WORK REQUIRED: Using the entries below, copy out all lines where "Result" is found.

Collected data:
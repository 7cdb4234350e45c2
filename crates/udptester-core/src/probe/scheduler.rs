//! Probe scheduling
//!
//! Drives the probing session: single-shot sends, and a timer-driven
//! periodic loop that sweeps the previous cycle, evicts stale
//! correlation entries, then sends the next probe. One background task
//! owns the periodic timer; another owns the receive loop; both are
//! cancellable promptly, without a wake-up datagram, and stop calls are
//! idempotent.

use std::sync::atomic::{AtomicU32, Ordering};
use std::sync::{Arc, Mutex, PoisonError};
use std::time::{Duration, Instant};

use chrono::Utc;
use thiserror::Error;
use tokio::sync::watch;
use tokio::task::JoinHandle;

use crate::events::{EventSink, ProbeEvent, StopReason};
use crate::stats::store::SampleStore;
use crate::{CORRELATION_RETENTION, MAX_SEQUENCE, SEQUENCE_WRAP_TO};

use super::codec;
use super::correlation::CorrelationStore;
use super::listener::ProbeListener;
use super::monitor::CycleMonitor;
use super::registry::{DeviceRegistry, IdentityPolicy};
use super::transport::Transport;

/// Sentinel for "nothing sent yet this session"
const SEQ_NONE: u32 = u32::MAX;

/// Session-wide probe sequence counter
///
/// The first probe of a session carries 0; thereafter the counter
/// increments by one per probe and wraps past 65535 to 1, never back to
/// 0. Exactly one value is current at any time.
#[derive(Debug)]
pub struct SequenceCounter {
    last: AtomicU32,
}

impl SequenceCounter {
    pub fn new() -> Self {
        Self {
            last: AtomicU32::new(SEQ_NONE),
        }
    }

    /// Assign and return the next sequence, making it current
    pub fn next(&self) -> u16 {
        let prev = self
            .last
            .fetch_update(Ordering::AcqRel, Ordering::Acquire, |last| {
                Some(Self::advance(last))
            })
            .unwrap_or_else(|v| v);
        Self::advance(prev) as u16
    }

    fn advance(last: u32) -> u32 {
        match last {
            SEQ_NONE => 0,
            v if v == u32::from(MAX_SEQUENCE) => u32::from(SEQUENCE_WRAP_TO),
            v => v + 1,
        }
    }

    /// The currently outstanding sequence, if any probe has been sent
    pub fn last_sent(&self) -> Option<u16> {
        match self.last.load(Ordering::Acquire) {
            SEQ_NONE => None,
            v => Some(v as u16),
        }
    }

    /// Forget the session's sequence history
    pub fn reset(&self) {
        self.last.store(SEQ_NONE, Ordering::Release);
    }
}

impl Default for SequenceCounter {
    fn default() -> Self {
        Self::new()
    }
}

/// Errors surfaced by scheduler operations
#[derive(Error, Debug)]
pub enum SchedulerError {
    #[error("a periodic run is already in progress")]
    AlreadyRunning,

    #[error("transport send failed: {0}")]
    Send(#[from] std::io::Error),
}

/// Parameters of a periodic run
#[derive(Debug, Clone)]
pub struct PeriodicConfig {
    pub target: std::net::SocketAddr,
    pub broadcast: bool,
    /// Tick interval; range-validated at the configuration boundary
    pub interval: Duration,
    /// Payload text carried by every probe of the run
    pub payload: String,
    /// Probes to send when `continuous` is false
    pub iteration_limit: u32,
    /// Ignore the iteration limit and run until stopped
    pub continuous: bool,
}

struct PeriodicTask {
    stop: watch::Sender<bool>,
    join: JoinHandle<()>,
}

struct ListenerTask {
    stop: watch::Sender<bool>,
    join: JoinHandle<()>,
}

/// Handle to a running receive loop
pub struct ListenerHandle {
    task: ListenerTask,
}

impl ListenerHandle {
    /// Cancel the pending receive promptly. Idempotent.
    pub fn stop(&self) {
        let _ = self.task.stop.send(true);
    }

    /// Stop and wait for the receive task to exit
    pub async fn shutdown(self) {
        self.stop();
        let _ = self.task.join.await;
    }
}

/// Drives probing: owns the session state and the background tasks
pub struct ProbeScheduler<T: Transport> {
    transport: Arc<T>,
    registry: Arc<DeviceRegistry>,
    correlation: Arc<CorrelationStore>,
    monitor: Arc<CycleMonitor>,
    sequence: Arc<SequenceCounter>,
    stats: Arc<SampleStore>,
    events: Arc<dyn EventSink>,
    policy: IdentityPolicy,
    periodic: Mutex<Option<PeriodicTask>>,
}

impl<T: Transport> ProbeScheduler<T> {
    pub fn new(transport: Arc<T>, policy: IdentityPolicy, events: Arc<dyn EventSink>) -> Self {
        Self {
            transport,
            registry: Arc::new(DeviceRegistry::new()),
            correlation: Arc::new(CorrelationStore::new()),
            monitor: Arc::new(CycleMonitor::new()),
            sequence: Arc::new(SequenceCounter::new()),
            stats: Arc::new(SampleStore::new()),
            events,
            policy,
            periodic: Mutex::new(None),
        }
    }

    pub fn registry(&self) -> Arc<DeviceRegistry> {
        Arc::clone(&self.registry)
    }

    pub fn correlation(&self) -> Arc<CorrelationStore> {
        Arc::clone(&self.correlation)
    }

    pub fn monitor(&self) -> Arc<CycleMonitor> {
        Arc::clone(&self.monitor)
    }

    pub fn sequence(&self) -> Arc<SequenceCounter> {
        Arc::clone(&self.sequence)
    }

    pub fn stats(&self) -> Arc<SampleStore> {
        Arc::clone(&self.stats)
    }

    /// Build the receive-path handler for this session
    pub fn listener(&self) -> ProbeListener {
        ProbeListener::new(
            Arc::clone(&self.registry),
            Arc::clone(&self.correlation),
            Arc::clone(&self.monitor),
            Arc::clone(&self.sequence),
            Arc::clone(&self.stats),
            Arc::clone(&self.events),
            self.policy,
        )
    }

    /// Spawn the receive loop on a background task
    pub fn spawn_listener(&self) -> ListenerHandle {
        let listener = self.listener();
        let transport = Arc::clone(&self.transport);
        let (stop, mut stop_rx) = watch::channel(false);

        let join = tokio::spawn(async move {
            let mut buf = vec![0u8; 2048];
            loop {
                tokio::select! {
                    _ = stop_rx.changed() => break,
                    received = transport.recv(&mut buf) => match received {
                        Ok((len, source)) => listener.handle_datagram(&buf[..len], source),
                        Err(e) => {
                            // Transient receive failure; keep listening
                            tracing::warn!(error = %e, "receive failed");
                        }
                    }
                }
            }
            tracing::info!("listener stopped");
        });

        ListenerHandle {
            task: ListenerTask { stop, join },
        }
    }

    /// Send a single probe and return its sequence number
    ///
    /// Single sends are not subject to cycle timeout accounting; the
    /// Cycle Monitor is untouched.
    pub async fn send_once(
        &self,
        target: std::net::SocketAddr,
        broadcast: bool,
        payload: &str,
    ) -> Result<u16, SchedulerError> {
        let sequence = self.sequence.next();
        self.correlation.record(sequence, Instant::now());

        let frame = codec::encode_probe(sequence, payload);
        self.transport.send(target, &frame, broadcast).await?;

        tracing::info!(sequence, target = %target, "probe sent");
        self.events.emit(&ProbeEvent::ProbeSent {
            sequence,
            timestamp: Utc::now(),
        });
        Ok(sequence)
    }

    /// Begin a timer-driven periodic run
    ///
    /// Resets the session state (sequence counter, correlation entries,
    /// responded set, per-device counters, RTT history) so every run
    /// starts from a clean measurement baseline. On each tick, before
    /// sending: stale correlation entries are evicted and the previous
    /// cycle is swept. The iteration limit is evaluated at tick start, so
    /// exactly `iteration_limit` probes go out in bounded mode.
    pub fn start_periodic(&self, config: PeriodicConfig) -> Result<(), SchedulerError> {
        let mut slot = self
            .periodic
            .lock()
            .unwrap_or_else(PoisonError::into_inner);
        if slot.as_ref().is_some_and(|task| !task.join.is_finished()) {
            return Err(SchedulerError::AlreadyRunning);
        }

        self.sequence.reset();
        self.correlation.clear();
        self.monitor.clear();
        self.registry.reset_cycle_counters();
        self.stats.reset();

        let transport = Arc::clone(&self.transport);
        let correlation = Arc::clone(&self.correlation);
        let monitor = Arc::clone(&self.monitor);
        let registry = Arc::clone(&self.registry);
        let sequence = Arc::clone(&self.sequence);
        let events = Arc::clone(&self.events);

        tracing::info!(
            target = %config.target,
            interval_ms = config.interval.as_millis() as u64,
            iteration_limit = config.iteration_limit,
            continuous = config.continuous,
            "periodic run started"
        );

        let (stop, mut stop_rx) = watch::channel(false);
        let join = tokio::spawn(async move {
            let start = tokio::time::Instant::now() + config.interval;
            let mut ticker = tokio::time::interval_at(start, config.interval);
            let mut sent: u32 = 0;

            let reason = loop {
                tokio::select! {
                    _ = stop_rx.changed() => break StopReason::Cancelled,
                    _ = ticker.tick() => {}
                }

                if !config.continuous && sent >= config.iteration_limit {
                    break StopReason::LimitReached;
                }

                // Close out the previous cycle before this one's probe.
                // The first tick of a run has no previous cycle to judge.
                if sent > 0 {
                    correlation.evict_older_than(CORRELATION_RETENTION);
                    monitor.sweep(&registry, events.as_ref());
                }

                let seq = sequence.next();
                correlation.record(seq, Instant::now());
                let frame = codec::encode_probe(seq, &config.payload);

                match transport.send(config.target, &frame, config.broadcast).await {
                    Ok(_) => {
                        tracing::debug!(sequence = seq, "probe sent");
                        events.emit(&ProbeEvent::ProbeSent {
                            sequence: seq,
                            timestamp: Utc::now(),
                        });
                    }
                    Err(e) => {
                        // Transient failure; the run continues next tick
                        tracing::warn!(sequence = seq, error = %e, "periodic send failed");
                    }
                }
                sent += 1;
            };

            tracing::info!(reason = %reason, probes_sent = sent, "periodic run stopped");
            events.emit(&ProbeEvent::RunStopped { reason });
        });

        *slot = Some(PeriodicTask { stop, join });
        self.events.emit(&ProbeEvent::RunStarted);
        Ok(())
    }

    /// Cancel the periodic timer promptly. Idempotent; probes already
    /// handed to the transport are not retracted.
    pub fn stop_periodic(&self) {
        if let Some(task) = self
            .periodic
            .lock()
            .unwrap_or_else(PoisonError::into_inner)
            .as_ref()
        {
            let _ = task.stop.send(true);
        }
    }

    /// Whether a periodic run is currently active
    pub fn is_periodic_running(&self) -> bool {
        self.periodic
            .lock()
            .unwrap_or_else(PoisonError::into_inner)
            .as_ref()
            .is_some_and(|task| !task.join.is_finished())
    }

    /// Wait for the current periodic run to finish, if one is active
    pub async fn join_periodic(&self) {
        let slot = self
            .periodic
            .lock()
            .unwrap_or_else(PoisonError::into_inner)
            .take();
        if let Some(task) = slot {
            let _ = task.join.await;
        }
    }
}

REPLY:
    ) -> Result<u16, SchedulerError> {
    pub fn start_periodic(&self, config: PeriodicConfig) -> Result<(), SchedulerError> {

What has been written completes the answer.